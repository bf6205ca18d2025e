use std::env;

#[tokio::main]
async fn main() {
    let raw_args: Vec<String> = env::args().collect();
    if raw_args.get(1).map(|s| s.as_str()) == Some("serve") {
        let port = raw_args
            .get(2)
            .and_then(|s| s.parse::<u16>().ok())
            .unwrap_or(8080);
        if let Err(e) = runway::api::run_http_server(port).await {
            eprintln!("Server error: {e}");
            std::process::exit(1);
        }
        return;
    }

    match runway::api::run_cli(env::args()) {
        Ok(json) => println!("{json}"),
        Err(msg) => {
            eprintln!("{msg}");
            std::process::exit(2);
        }
    }
}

· · · · ·

Work to complete
Please print exactly the lines of the entries above, beginning with the line that contains "if let Err(e)" and ending with the last line.

Written response
        if let Err(e) = runway::api::run_http_server(port).await {
            eprintln!("Server error: {e}");
            std::process::exit(1);
        }
        return;
    }

    match runway::api::run_cli(env::args()) {
        Ok(json) => println!("{json}"),
        Err(msg) => {
            eprintln!("{msg}");
            std::process::exit(2);
        }
    }
}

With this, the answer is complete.